Justice Gertrude Torkornoo
FORMER CHIEF Justice Gertrude Torkornoo has filed an application for judicial review challenging her removal as a Justice of the Supreme Court by President John Mahama.
According to her, the Gabriel Pwamang Committee which recommended her removal as a judge acted in excess of its mandate, as it was set up to probe three petitions calling for her removal as Chief Justice and not a judge.
She argues that the Chief Justice is the administrative head of the Judiciary, a function not performed by other Justices of the Supreme Court, therefore, removal as a Chief Justice does not imply automatic removal as a Justice of the Superior Court, which includes the Supreme Court.
She avers that the decision by the President to rely on the committee’s purported findings to remove her as Chief Justice as well as a Justice of the Supreme Court is wrong and constitutes a violation of her human rights.
She is seeking among others, a declaration that “the President is devoid of power to remove a Justice of the Superior Court from office without recourse to the mandatory procedure set out in Article 146 of the Constitution.”
Removal
Justice Torkornoo was removed from office as Chief Justice and a Supreme Court judge on September 1, 2025, following the receipt of the report of a five-member committee that probed a petition filed against her.
She became the first ever Chief Justice to be removed from office following the recommendation of a committee probing allegations of misconduct and misbehaviour.
Prior to that, she was suspended on April 22, 2025, following the setting up of a five-member committee to probe the three petitions calling for her removal.
Suit
Justice Torkornoo has since mounted a legal challenge against her removal as a Justice of the Supreme Court, arguing that the committee that probed the petition had no mandate to make that recommendation.

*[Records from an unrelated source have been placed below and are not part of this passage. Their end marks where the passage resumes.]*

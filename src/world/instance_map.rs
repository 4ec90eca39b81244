//! The boundary between the instance coordinator and the host engine.
//!
//! The coordinator never owns world objects. It keeps guids and asks the
//! map to resolve or act on them; every call may find nothing, which is a
//! normal outcome (the object despawned or never spawned).

use crate::entities::creature::CreatureEntry;
use crate::entities::guid::ObjectGuid;
use crate::world::position::Location;

#[derive(Debug, Clone, Copy, PartialEq, Eq)]
pub enum DespawnPolicy {
    /// Corpse despawns once the creature dies.
    OnDeath,
}

/// Events forwarded to a boss AI on behalf of the creatures it commands.
#[derive(Debug, Clone, Copy, PartialEq, Eq)]
pub enum AiNotification {
    JustSummoned(ObjectGuid),
    SummonedCreatureDied(ObjectGuid),
}

#[derive(Debug, Clone, Copy, PartialEq)]
pub struct UnitState {
    pub location: Location,
    pub is_alive: bool,
}

pub trait InstanceMap {
    fn creature_state(&self, guid: ObjectGuid) -> Option<UnitState>;
    fn game_object_location(&self, guid: ObjectGuid) -> Option<Location>;
    fn has_player(&self) -> bool;
    fn is_regular_difficulty(&self) -> bool;

    /// Puts a door-like object into its open or closed state. Idempotent.
    fn set_door_open(&mut self, guid: ObjectGuid, open: bool) -> bool;
    fn set_no_interact(&mut self, guid: ObjectGuid, no_interact: bool) -> bool;
    fn respawn_game_object(&mut self, guid: ObjectGuid, respawn_delay_secs: u32) -> bool;
    fn despawn_game_object(&mut self, guid: ObjectGuid) -> bool;
    fn use_trap(&mut self, trap: ObjectGuid, user: ObjectGuid) -> bool;

    /// Summons through a player in the map; `None` when nobody is present.
    fn summon_creature(
        &mut self,
        entry: CreatureEntry,
        at: Location,
        policy: DespawnPolicy,
    ) -> Option<ObjectGuid>;
    fn move_creature_to(&mut self, guid: ObjectGuid, to: Location) -> bool;
    fn force_despawn_creature(&mut self, guid: ObjectGuid, after_ms: u32) -> bool;
    fn set_can_enter_combat(&mut self, guid: ObjectGuid, can_enter: bool) -> bool;
    fn attack_with_threat(&mut self, attacker: ObjectGuid, victim: ObjectGuid, threat: f32) -> bool;
    fn set_in_combat_with_zone(&mut self, guid: ObjectGuid) -> bool;
    fn notify_ai(&mut self, boss: ObjectGuid, notification: AiNotification) -> bool;

    fn play_sound_to_map(&mut self, sound_id: u32);
    /// Speaks a script text. When `speaker_guid` is absent the engine
    /// simulates the line on behalf of `speaker`.
    fn say_text(&mut self, text_id: i32, speaker: CreatureEntry, speaker_guid: Option<ObjectGuid>);
    fn start_timed_achievement(&mut self, criteria_type: u32, start_id: u32);
    fn save_instance_data(&mut self, data: &str);
}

In an affidavit in support of her application for judicial review filed before a High Court in Accra, she avers that the President, could not, by the Warrant dated September 1, 2025, remove her from both the offices of Chief Justice and a Justice of the Supreme Court of Ghana because the three petitions against her “were specifically for my removal from office as Chief Justice, not as a Justice of the Supreme Court of Ghana.”
She argues that the responses she submitted to the President in respect of the three petitions were in respect of allegations for her removal as Chief Justice and not as a Justice of the Superior Court.
“The purported Prima Facie determination, a copy of which has to date not been provided to me, was in relation to the petitions for my removal as Chief Justice, and not as a Justice of the Supreme Court of Ghana,” she pointed out.
Justice Torkornoo further argues that the committee was set up, as stipulated under Article 146(6) of the Constitution, to consider whether or not to recommend her removal as Chief Justice, but not as a Justice of the Supreme Court of Ghana.
“The jurisdiction of a committee set up pursuant to Article 146 (6) is specifically stipulated by the 1992 Constitution to be limited to consideration of petitions against a Chief Justice,” she averred.
According to her, the committee was therefore not clothed with jurisdiction to inquire into or make recommendations on whether she ought to be removed as a Justice of the Superior Court of Judicature, including the Supreme Court.
She continued that jurisdiction to hear petitions for the removal of Justice of the Superior Courts is specifically stipulated by the 1992 Constitution to be vested in a committee formed pursuant to Article 146(4).
“That accordingly and respectfully, the President did not have the power to remove me as a Justice of the Supreme Court of Ghana on account of lack of consideration of a petition to remove me from office as a Justice of the Superior Courts, lack of jurisdiction in the committee, and lack of a process for my removal from office as a Justice of the Superior Courts,” she added.
Justice Torkornoo stated that “by purporting to remove me from office both as a Justice of the Supreme Court of Ghana and as a Chief Justice, the President acted contrary to, and in excess of the powers conferred on him by Article 146 of the Constitution.”
Justice Torkornoo is therefore asking the court to reverse her removal as a Justice of the Supreme Court as same is illegal, null, void and of no effect, “particularly as it seeks to remove me both as Chief Justice of Ghana and as a Justice of the Supreme Court.”